Journalcalling   •   December 31, 2020

Photo credit: Brett Sayles

I was sitting on my deck in front of my laptop this summer, cringing and surging with adrenaline as I opened my website for the first time. Journalcalling.com had just gone live. 

Suddenly, straight ahead above my screen, a hawk was swooping toward me. She was flying in off of the river in my backyard. Hypnotized by its golden brown eyes tunneling at me, I could not move. Would she crash into my face? At the last second, she tilted her wide, ruffled wings and lifted above the table umbrella. Whoa. What the heck was that?

From a distance, I have seen many large birds in flight since I moved to the edge of the Salmon Falls River 21 years ago. I have risked being late to school more than once to stealthily slide from my running car to the edge of the bank where I had seen a blue heron perch. 

During the summer, as I paddled in my kayak, these prehistoric looking, indigo-winged birds seemed to play with me — skirting from tree to tree as I tried to quietly get near. Eagles have soared here heading downriver toward the sea, and now the mighty hawk had flown in  unexpectedly close. I had often admired them high in the sky as they floated on the thermals, and thought oh, to have that life! 

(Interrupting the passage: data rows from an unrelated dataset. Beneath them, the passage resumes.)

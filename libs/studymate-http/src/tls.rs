//! Root stores and crypto provider for the HTTPS connector.

use std::sync::{Arc, OnceLock};

use rustls::crypto::CryptoProvider;
use rustls_pki_types::CertificateDer;

use crate::error::HttpError;

static OS_ROOTS: OnceLock<Vec<CertificateDer<'static>>> = OnceLock::new();

/// Certificates from the OS trust store, read on first use and cached for the
/// life of the process. Empty when the store has nothing usable.
pub fn os_roots() -> &'static [CertificateDer<'static>] {
    OS_ROOTS.get_or_init(|| {
        let loaded = rustls_native_certs::load_native_certs();
        for err in &loaded.errors {
            tracing::warn!(error = %err, "skipping unreadable OS root certificate");
        }
        tracing::debug!(count = loaded.certs.len(), "read OS root certificates");
        loaded.certs
    })
}

/// The installed process default, or aws-lc-rs when none is installed.
pub fn crypto_provider() -> Arc<CryptoProvider> {
    CryptoProvider::get_default()
        .cloned()
        .unwrap_or_else(|| Arc::new(rustls::crypto::aws_lc_rs::default_provider()))
}

/// Client config trusting only the OS roots.
///
/// # Errors
///
/// `HttpError::Tls` when no OS root parses. The failure surfaces at build
/// time instead of on the first handshake.
pub fn native_roots_client_config() -> Result<rustls::ClientConfig, HttpError> {
    let mut store = rustls::RootCertStore::empty();
    let (added, ignored) = store.add_parsable_certificates(os_roots().iter().cloned());
    if ignored > 0 {
        tracing::warn!(added, ignored, "ignored unparsable OS root certificates");
    }
    if added == 0 {
        return Err(HttpError::Tls(
            format!("OS trust store yielded no usable roots ({ignored} rejected)").into(),
        ));
    }

    let config = rustls::ClientConfig::builder_with_provider(crypto_provider())
        .with_safe_default_protocol_versions()
        .map_err(|e| HttpError::Tls(Box::new(e)))?
        .with_root_certificates(store)
        .with_no_client_auth();
    Ok(config)
}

I looked up the symbolism. The hawk reminds us to take a broader vision and look at life as a whole, not just a singular moment. Look at the big picture and remember that the forces of the universe are always working in your favor. The hawk stands for creativity, rebirth, guardianship, fearlessness, protection and memory. Well, I thought, a wild yes to all of that.

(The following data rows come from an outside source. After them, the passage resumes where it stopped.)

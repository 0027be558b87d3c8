use std::time::Duration;

use bytes::Bytes;
use http::Response;
use http_body_util::{BodyExt, Full};
use hyper_rustls::{HttpsConnector, HttpsConnectorBuilder};
use hyper_util::client::legacy::Client;
use hyper_util::client::legacy::connect::HttpConnector;
use hyper_util::rt::{TokioExecutor, TokioTimer};
use tower::buffer::Buffer;
use tower::timeout::TimeoutLayer;
use tower::util::BoxCloneService;
use tower::{ServiceBuilder, ServiceExt};
use tower_http::decompression::DecompressionLayer;

use crate::client::BufferedService;
use crate::config::{HttpClientConfig, TlsRootConfig, TransportSecurity};
use crate::error::HttpError;
use crate::layers::UserAgentLayer;
use crate::response::ResponseBody;
use crate::tls;

/// The boxed stack below the buffer, as seen by an authentication wrapper.
pub type InnerService =
    BoxCloneService<http::Request<Full<Bytes>>, http::Response<ResponseBody>, HttpError>;

type WrapFn = Box<dyn FnOnce(InnerService) -> InnerService + Send>;

/// Assembles an [`HttpClient`](crate::HttpClient).
///
/// Outer to inner, a request passes through:
/// `Buffer -> auth wrapper (optional) -> error mapping -> Timeout ->
/// User-Agent -> Decompression -> hyper`.
pub struct HttpClientBuilder {
    config: HttpClientConfig,
    wrap: Option<WrapFn>,
}

impl HttpClientBuilder {
    #[must_use]
    pub fn new() -> Self {
        Self::with_config(HttpClientConfig::default())
    }

    #[must_use]
    pub fn with_config(config: HttpClientConfig) -> Self {
        Self { config, wrap: None }
    }

    /// Timeout for one attempt. A replayed request starts a new one.
    #[must_use]
    pub fn timeout(mut self, timeout: Duration) -> Self {
        self.config.request_timeout = timeout;
        self
    }

    #[must_use]
    pub fn user_agent(mut self, user_agent: impl Into<String>) -> Self {
        self.config.user_agent = user_agent.into();
        self
    }

    /// Queue depth in front of the stack; zero is raised to one.
    #[must_use]
    pub fn buffer_capacity(mut self, capacity: usize) -> Self {
        self.config.buffer_capacity = capacity.max(1);
        self
    }

    /// Permit `http://` URLs, for mock servers and local backends.
    ///
    /// Compiled only into debug builds or with the `allow-insecure-http`
    /// feature.
    #[must_use]
    #[cfg(any(debug_assertions, feature = "allow-insecure-http"))]
    pub fn allow_insecure_http(mut self) -> Self {
        self.config.transport = TransportSecurity::AllowInsecureHttp;
        self
    }

    /// Wrap the stack with an authentication service.
    ///
    /// The wrapper sits directly under the buffer, so each request it sends,
    /// replays included, still goes through the timeout and transport.
    /// Calling this again replaces the previous wrapper.
    #[must_use]
    pub fn with_auth_layer(
        mut self,
        wrap: impl FnOnce(InnerService) -> InnerService + Send + 'static,
    ) -> Self {
        self.wrap = Some(Box::new(wrap));
        self
    }

    /// Spawns the buffer worker, so a tokio runtime must be running.
    ///
    /// # Errors
    ///
    /// `HttpError::Tls` if the root store cannot be loaded and
    /// `HttpError::InvalidHeaderValue` for a malformed user agent.
    pub fn build(self) -> Result<crate::HttpClient, HttpError> {
        let Self { config, wrap } = self;
        if config.transport == TransportSecurity::AllowInsecureHttp {
            tracing::warn!(
                target: "studymate_http::security",
                "plain HTTP allowed; requests and tokens may travel unencrypted"
            );
        }

        let transport = hyper_client(&config)?;
        let timeout = config.request_timeout;
        let stack: InnerService = ServiceBuilder::new()
            .layer(TimeoutLayer::new(timeout))
            .layer(UserAgentLayer::try_new(&config.user_agent)?)
            .layer(DecompressionLayer::new())
            .service(transport)
            .map_response(box_response_body)
            .map_err(move |e: tower::BoxError| into_http_error(e, timeout))
            .boxed_clone();

        let stack = match wrap {
            Some(wrap) => wrap(stack),
            None => stack,
        };
        let service: BufferedService = Buffer::new(stack, config.buffer_capacity.max(1));

        Ok(crate::HttpClient {
            service,
            max_body_size: config.max_body_size,
            transport_security: config.transport,
        })
    }
}

impl Default for HttpClientBuilder {
    fn default() -> Self {
        Self::new()
    }
}

type HyperClient = Client<HttpsConnector<HttpConnector>, Full<Bytes>>;

fn hyper_client(config: &HttpClientConfig) -> Result<HyperClient, HttpError> {
    let connector = https_connector(config.tls_roots, config.transport)?;
    let mut builder = Client::builder(TokioExecutor::new());
    // idle expiry needs a timer
    builder
        .pool_timer(TokioTimer::new())
        .pool_max_idle_per_host(config.pool_max_idle_per_host);
    if let Some(idle) = config.pool_idle_timeout {
        builder.pool_idle_timeout(idle);
    }
    Ok(builder.build(connector))
}

fn https_connector(
    roots: TlsRootConfig,
    transport: TransportSecurity,
) -> Result<HttpsConnector<HttpConnector>, HttpError> {
    let with_roots = match roots {
        TlsRootConfig::WebPki => HttpsConnectorBuilder::new()
            .with_provider_and_webpki_roots(tls::crypto_provider())
            .map_err(|e| HttpError::Tls(Box::new(e)))?,
        TlsRootConfig::Native => HttpsConnectorBuilder::new()
            .with_tls_config(tls::native_roots_client_config()?),
    };
    let connector = match transport {
        TransportSecurity::TlsOnly => with_roots.https_only().enable_all_versions().build(),
        TransportSecurity::AllowInsecureHttp => {
            with_roots.https_or_http().enable_all_versions().build()
        }
    };
    Ok(connector)
}

/// Recover typed errors that tower boxed on the way up.
fn into_http_error(err: tower::BoxError, timeout: Duration) -> HttpError {
    if err.is::<tower::timeout::error::Elapsed>() {
        return HttpError::Timeout(timeout);
    }
    let err = match err.downcast::<HttpError>() {
        Ok(typed) => return *typed,
        Err(err) => err,
    };
    match err.downcast::<hyper_util::client::legacy::Error>() {
        Ok(hyper) => HttpError::from(*hyper),
        Err(err) => HttpError::Transport(err),
    }
}

fn box_response_body<B>(response: Response<B>) -> Response<ResponseBody>
where
    B: http_body::Body<Data = Bytes> + Send + Sync + 'static,
    B::Error: Into<Box<dyn std::error::Error + Send + Sync>>,
{
    response.map(|body| body.map_err(Into::into).boxed())
}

I soon found myself reading H is for Hawk about the unnerving journey to tame a goshawk by Helen Macdonald and have enrolled in a course called Hawk: Heaven’s Visionary through the Center for Journal Therapy.

I was bent in a garden a few days after my near hawk-face collision when I heard what I thought was the rustling of squirrels in a tree. I turned to see large brown and gold speckled wings flapping in the limbs of a maple. There she was again so close to me. Moments later, I spied her on a higher branch with her kill, a squirrel hanging limp beneath her. She held my gaze again and remained still as I creeped closer to snap a photo. Then with her sharp, curved beak she pulled apart the gray pelt.

This felt like an initiation into the wild river land my house sits on. Sitting on my deck and opening my little business, I had plunked myself out there in a singular moment of creation, and maybe I could become part of this vast energy source. There will be wind and waves and maybe some birds of prey that threaten to toss me back. But, I am banking on the wings of fearlessness, rebirth, guardianship, protection and memory that hawk lore says will propel me.

Two weeks after the website went live, I impulsively retired from my teaching career that I had planned to keep for a few more years to dive into this. And now, with the journal writing workshops I’ve been able to offer these past few months, I’m in this new realm of authentic sharing, insight and compassion. It feels like a calling.